Records from a data collection
%%

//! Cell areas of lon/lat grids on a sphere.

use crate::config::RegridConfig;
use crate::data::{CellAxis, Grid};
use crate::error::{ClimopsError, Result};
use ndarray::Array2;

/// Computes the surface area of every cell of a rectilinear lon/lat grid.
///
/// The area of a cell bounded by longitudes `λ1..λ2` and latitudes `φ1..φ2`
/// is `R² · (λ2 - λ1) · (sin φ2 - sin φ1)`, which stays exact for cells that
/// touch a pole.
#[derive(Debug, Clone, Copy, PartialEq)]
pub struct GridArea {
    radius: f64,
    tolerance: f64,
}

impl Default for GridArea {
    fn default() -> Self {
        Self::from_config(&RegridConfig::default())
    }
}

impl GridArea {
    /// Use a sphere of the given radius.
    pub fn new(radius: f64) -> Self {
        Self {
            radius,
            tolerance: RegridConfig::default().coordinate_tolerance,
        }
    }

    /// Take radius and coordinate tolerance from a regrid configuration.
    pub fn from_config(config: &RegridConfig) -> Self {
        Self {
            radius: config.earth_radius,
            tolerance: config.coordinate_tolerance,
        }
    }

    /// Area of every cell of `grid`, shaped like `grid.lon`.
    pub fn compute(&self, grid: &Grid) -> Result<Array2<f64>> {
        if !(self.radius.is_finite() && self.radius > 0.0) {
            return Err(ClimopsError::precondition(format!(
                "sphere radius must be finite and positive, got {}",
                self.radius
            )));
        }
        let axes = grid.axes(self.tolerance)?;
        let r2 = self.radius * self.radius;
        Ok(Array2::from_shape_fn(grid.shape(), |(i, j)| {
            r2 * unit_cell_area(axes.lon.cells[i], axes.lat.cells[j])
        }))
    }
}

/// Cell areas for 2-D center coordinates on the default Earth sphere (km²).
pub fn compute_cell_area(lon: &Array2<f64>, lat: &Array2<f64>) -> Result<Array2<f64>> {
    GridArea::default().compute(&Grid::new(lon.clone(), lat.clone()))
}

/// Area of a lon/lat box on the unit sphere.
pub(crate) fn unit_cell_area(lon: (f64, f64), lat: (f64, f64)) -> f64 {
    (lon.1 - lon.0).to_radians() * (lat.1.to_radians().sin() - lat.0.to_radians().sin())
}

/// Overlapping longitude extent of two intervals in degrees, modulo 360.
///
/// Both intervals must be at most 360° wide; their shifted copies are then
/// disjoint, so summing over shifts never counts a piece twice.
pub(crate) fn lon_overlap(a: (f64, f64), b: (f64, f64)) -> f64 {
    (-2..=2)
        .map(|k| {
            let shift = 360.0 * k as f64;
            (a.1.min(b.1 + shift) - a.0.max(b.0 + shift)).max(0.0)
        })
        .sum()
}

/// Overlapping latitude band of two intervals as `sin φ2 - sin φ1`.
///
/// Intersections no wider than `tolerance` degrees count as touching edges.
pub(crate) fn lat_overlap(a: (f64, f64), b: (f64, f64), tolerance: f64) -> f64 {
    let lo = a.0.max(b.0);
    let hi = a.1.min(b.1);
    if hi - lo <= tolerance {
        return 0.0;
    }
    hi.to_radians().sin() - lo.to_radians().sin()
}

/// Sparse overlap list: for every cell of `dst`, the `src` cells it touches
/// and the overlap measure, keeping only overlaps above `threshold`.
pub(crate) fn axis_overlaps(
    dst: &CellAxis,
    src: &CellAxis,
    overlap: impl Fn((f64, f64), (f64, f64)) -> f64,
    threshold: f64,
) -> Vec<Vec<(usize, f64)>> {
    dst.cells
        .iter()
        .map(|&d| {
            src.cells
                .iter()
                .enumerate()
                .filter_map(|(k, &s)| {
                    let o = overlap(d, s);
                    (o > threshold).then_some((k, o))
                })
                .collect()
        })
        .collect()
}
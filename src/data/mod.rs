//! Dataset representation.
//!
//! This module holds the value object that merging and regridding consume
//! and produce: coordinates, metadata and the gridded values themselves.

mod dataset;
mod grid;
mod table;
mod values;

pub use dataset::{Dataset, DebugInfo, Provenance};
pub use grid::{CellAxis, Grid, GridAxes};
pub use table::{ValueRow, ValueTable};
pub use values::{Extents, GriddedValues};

%%

## Prompt
Provide a verbatim copy of all the entries.

## Response to this exercise
//! Cell areas of lon/lat grids on a sphere.

use crate::config::RegridConfig;
use crate::data::{CellAxis, Grid};
use crate::error::{ClimopsError, Result};
use ndarray::Array2;

/// Computes the surface area of every cell of a rectilinear lon/lat grid.
///
/// The area of a cell bounded by longitudes `λ1..λ2` and latitudes `φ1..φ2`
/// is `R² · (λ2 - λ1) · (sin φ2 - sin φ1)`, which stays exact for cells that
/// touch a pole.
#[derive(Debug, Clone, Copy, PartialEq)]
pub struct GridArea {
    radius: f64,
    tolerance: f64,
}

impl Default for GridArea {
    fn default() -> Self {
        Self::from_config(&RegridConfig::default())
    }
}

impl GridArea {
    /// Use a sphere of the given radius.
    pub fn new(radius: f64) -> Self {
        Self {
            radius,
            tolerance: RegridConfig::default().coordinate_tolerance,
        }
    }

    /// Take radius and coordinate tolerance from a regrid configuration.
    pub fn from_config(config: &RegridConfig) -> Self {
        Self {
            radius: config.earth_radius,
            tolerance: config.coordinate_tolerance,
        }
    }

    /// Area of every cell of `grid`, shaped like `grid.lon`.
    pub fn compute(&self, grid: &Grid) -> Result<Array2<f64>> {
        if !(self.radius.is_finite() && self.radius > 0.0) {
            return Err(ClimopsError::precondition(format!(
                "sphere radius must be finite and positive, got {}",
                self.radius
            )));
        }
        let axes = grid.axes(self.tolerance)?;
        let r2 = self.radius * self.radius;
        Ok(Array2::from_shape_fn(grid.shape(), |(i, j)| {
            r2 * unit_cell_area(axes.lon.cells[i], axes.lat.cells[j])
        }))
    }
}

/// Cell areas for 2-D center coordinates on the default Earth sphere (km²).
pub fn compute_cell_area(lon: &Array2<f64>, lat: &Array2<f64>) -> Result<Array2<f64>> {
    GridArea::default().compute(&Grid::new(lon.clone(), lat.clone()))
}

/// Area of a lon/lat box on the unit sphere.
pub(crate) fn unit_cell_area(lon: (f64, f64), lat: (f64, f64)) -> f64 {
    (lon.1 - lon.0).to_radians() * (lat.1.to_radians().sin() - lat.0.to_radians().sin())
}

/// Overlapping longitude extent of two intervals in degrees, modulo 360.
///
/// Both intervals must be at most 360° wide; their shifted copies are then
/// disjoint, so summing over shifts never counts a piece twice.
pub(crate) fn lon_overlap(a: (f64, f64), b: (f64, f64)) -> f64 {
    (-2..=2)
        .map(|k| {
            let shift = 360.0 * k as f64;
            (a.1.min(b.1 + shift) - a.0.max(b.0 + shift)).max(0.0)
        })
        .sum()
}

/// Overlapping latitude band of two intervals as `sin φ2 - sin φ1`.
///
/// Intersections no wider than `tolerance` degrees count as touching edges.
pub(crate) fn lat_overlap(a: (f64, f64), b: (f64, f64), tolerance: f64) -> f64 {
    let lo = a.0.max(b.0);
    let hi = a.1.min(b.1);
    if hi - lo <= tolerance {
        return 0.0;
    }
    hi.to_radians().sin() - lo.to_radians().sin()
}

/// Sparse overlap list: for every cell of `dst`, the `src` cells it touches
/// and the overlap measure, keeping only overlaps above `threshold`.
pub(crate) fn axis_overlaps(
    dst: &CellAxis,
    src: &CellAxis,
    overlap: impl Fn((f64, f64), (f64, f64)) -> f64,
    threshold: f64,
) -> Vec<Vec<(usize, f64)>> {
    dst.cells
        .iter()
        .map(|&d| {
            src.cells
                .iter()
                .enumerate()
                .filter_map(|(k, &s)| {
                    let o = overlap(d, s);
                    (o > threshold).then_some((k, o))
                })
                .collect()
        })
        .collect()
}
filename src/data/mod.rs
//! Dataset representation.
//!
//! This module holds the value object that merging and regridding consume
//! and produce: coordinates, metadata and the gridded values themselves.

mod dataset;
mod grid;
mod table;
mod values;

pub use dataset::{Dataset, DebugInfo, Provenance};
pub use grid::{CellAxis, Grid, GridAxes};
pub use table::{ValueRow, ValueTable};
pub use values::{Extents, GriddedValues};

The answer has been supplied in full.